- [What to produce] Print out all of the data below, keeping it identical to the original.

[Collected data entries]

────────────────────

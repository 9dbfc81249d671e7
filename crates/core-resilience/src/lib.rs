//! quotagate Core Resilience: Pure-logic fault tolerance primitives
//!
//! # Overview
//!
//! This crate provides the building blocks the quotagate gateway composes in
//! front of a backing store:
//!
//! - **Circuit Breaker**: Prevents cascading failures by failing fast when the store is unhealthy
//! - **Connection Budget**: Resizable bound on concurrent physical executions with acquire timeouts
//! - **Health Monitor**: Classifies store health (healthy / degraded / critical) from probe samples
//!
//! # Key Principles
//!
//! This crate is **pure logic** with zero knowledge of:
//! - Storage engines or query languages
//! - Caching or quota policy
//! - Application-specific concerns
//!
//! # Architecture
//!
//! ```text
//! ┌─────────────────────────────────────────┐
//! │         Gateway                         │
//! └─────────────┬───────────────────────────┘
//!               │
//!               ▼
//! ┌─────────────────────────────────────────┐
//! │       Connection Budget                 │  ← Bounded concurrency
//! │  (Leases, acquire timeout, resize)      │
//! └─────────────┬───────────────────────────┘
//!               │
//!               ▼
//! ┌─────────────────────────────────────────┐
//! │       Circuit Breaker                   │  ← Fail-fast protection
//! │  (Tracks failures, opens on threshold)  │
//! └─────────────┬───────────────────────────┘
//!               │
//!               ▼
//!          Backing store
//!
//!  Periodically:
//!   Health Monitor → HealthReport (status + advisories)
//! ```
//!
//! # Usage Example
//!
//! ```no_run
//! use quotagate_core_resilience::{
//!     BudgetConfig, CircuitBreaker, CircuitBreakerConfig, ConnectionBudget, ResilienceError,
//! };
//!
//! # async fn example() -> Result<(), ResilienceError> {
//! let breaker = CircuitBreaker::new(CircuitBreakerConfig::default());
//! let budget = ConnectionBudget::new(BudgetConfig::default());
//!
//! let lease = budget.acquire().await?;
//! let rows = breaker.call(|| async { Ok::<_, ResilienceError>(vec![1, 2, 3]) }).await?;
//! drop(lease);
//! # let _ = rows;
//! # Ok(())
//! # }
//! ```

pub mod circuit_breaker;
pub mod connection_budget;
pub mod error;
pub mod health_monitor;

// Re-export main types for convenience
pub use circuit_breaker::{BreakerMetrics, CircuitBreaker, CircuitBreakerConfig, CircuitState};
pub use connection_budget::{BudgetConfig, BudgetStats, ConnectionBudget, ConnectionLease};
pub use error::ResilienceError;
pub use health_monitor::{
    Advisory, HealthConfig, HealthMonitor, HealthReport, HealthSample, HealthStatus,
};

/// Prelude module for convenient imports
///
/// # Example
/// ```
/// use quotagate_core_resilience::prelude::*;
/// ```
pub mod prelude {
    pub use super::circuit_breaker::{CircuitBreaker, CircuitBreakerConfig, CircuitState};
    pub use super::connection_budget::{BudgetConfig, ConnectionBudget, ConnectionLease};
    pub use super::error::ResilienceError;
    pub use super::health_monitor::{
        Advisory, HealthConfig, HealthMonitor, HealthReport, HealthSample, HealthStatus,
    };
}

────────────────────

- [Result]
repository 9dbfc81249d671e7
filename crates/core-resilience/src/lib.rs
//! quotagate Core Resilience: Pure-logic fault tolerance primitives
//!
//! # Overview
//!
//! This crate provides the building blocks the quotagate gateway composes in
//! front of a backing store:
//!
//! - **Circuit Breaker**: Prevents cascading failures by failing fast when the store is unhealthy
//! - **Connection Budget**: Resizable bound on concurrent physical executions with acquire timeouts
//! - **Health Monitor**: Classifies store health (healthy / degraded / critical) from probe samples
//!
//! # Key Principles
//!
//! This crate is **pure logic** with zero knowledge of:
//! - Storage engines or query languages
//! - Caching or quota policy
//! - Application-specific concerns
//!
//! # Architecture
//!
//! ```text
//! ┌─────────────────────────────────────────┐
//! │         Gateway                         │
//! └─────────────┬───────────────────────────┘
//!               │
//!               ▼
//! ┌─────────────────────────────────────────┐
//! │       Connection Budget                 │  ← Bounded concurrency
//! │  (Leases, acquire timeout, resize)      │
//! └─────────────┬───────────────────────────┘
//!               │
//!               ▼
//! ┌─────────────────────────────────────────┐
//! │       Circuit Breaker                   │  ← Fail-fast protection
//! │  (Tracks failures, opens on threshold)  │
//! └─────────────┬───────────────────────────┘
//!               │
//!               ▼
//!          Backing store
//!
//!  Periodically:
//!   Health Monitor → HealthReport (status + advisories)
//! ```
//!
//! # Usage Example
//!
//! ```no_run
//! use quotagate_core_resilience::{
//!     BudgetConfig, CircuitBreaker, CircuitBreakerConfig, ConnectionBudget, ResilienceError,
//! };
//!
//! # async fn example() -> Result<(), ResilienceError> {
//! let breaker = CircuitBreaker::new(CircuitBreakerConfig::default());
//! let budget = ConnectionBudget::new(BudgetConfig::default());
//!
//! let lease = budget.acquire().await?;
//! let rows = breaker.call(|| async { Ok::<_, ResilienceError>(vec![1, 2, 3]) }).await?;
//! drop(lease);
//! # let _ = rows;
//! # Ok(())
//! # }
//! ```

pub mod circuit_breaker;
pub mod connection_budget;
pub mod error;
pub mod health_monitor;

// Re-export main types for convenience
pub use circuit_breaker::{BreakerMetrics, CircuitBreaker, CircuitBreakerConfig, CircuitState};
pub use connection_budget::{BudgetConfig, BudgetStats, ConnectionBudget, ConnectionLease};
pub use error::ResilienceError;
pub use health_monitor::{
    Advisory, HealthConfig, HealthMonitor, HealthReport, HealthSample, HealthStatus,
};

/// Prelude module for convenient imports
///
/// # Example
/// ```
/// use quotagate_core_resilience::prelude::*;
/// ```
pub mod prelude {
    pub use super::circuit_breaker::{CircuitBreaker, CircuitBreakerConfig, CircuitState};
    pub use super::connection_budget::{BudgetConfig, ConnectionBudget, ConnectionLease};
    pub use super::error::ResilienceError;
    pub use super::health_monitor::{
        Advisory, HealthConfig, HealthMonitor, HealthReport, HealthSample, HealthStatus,
    };
}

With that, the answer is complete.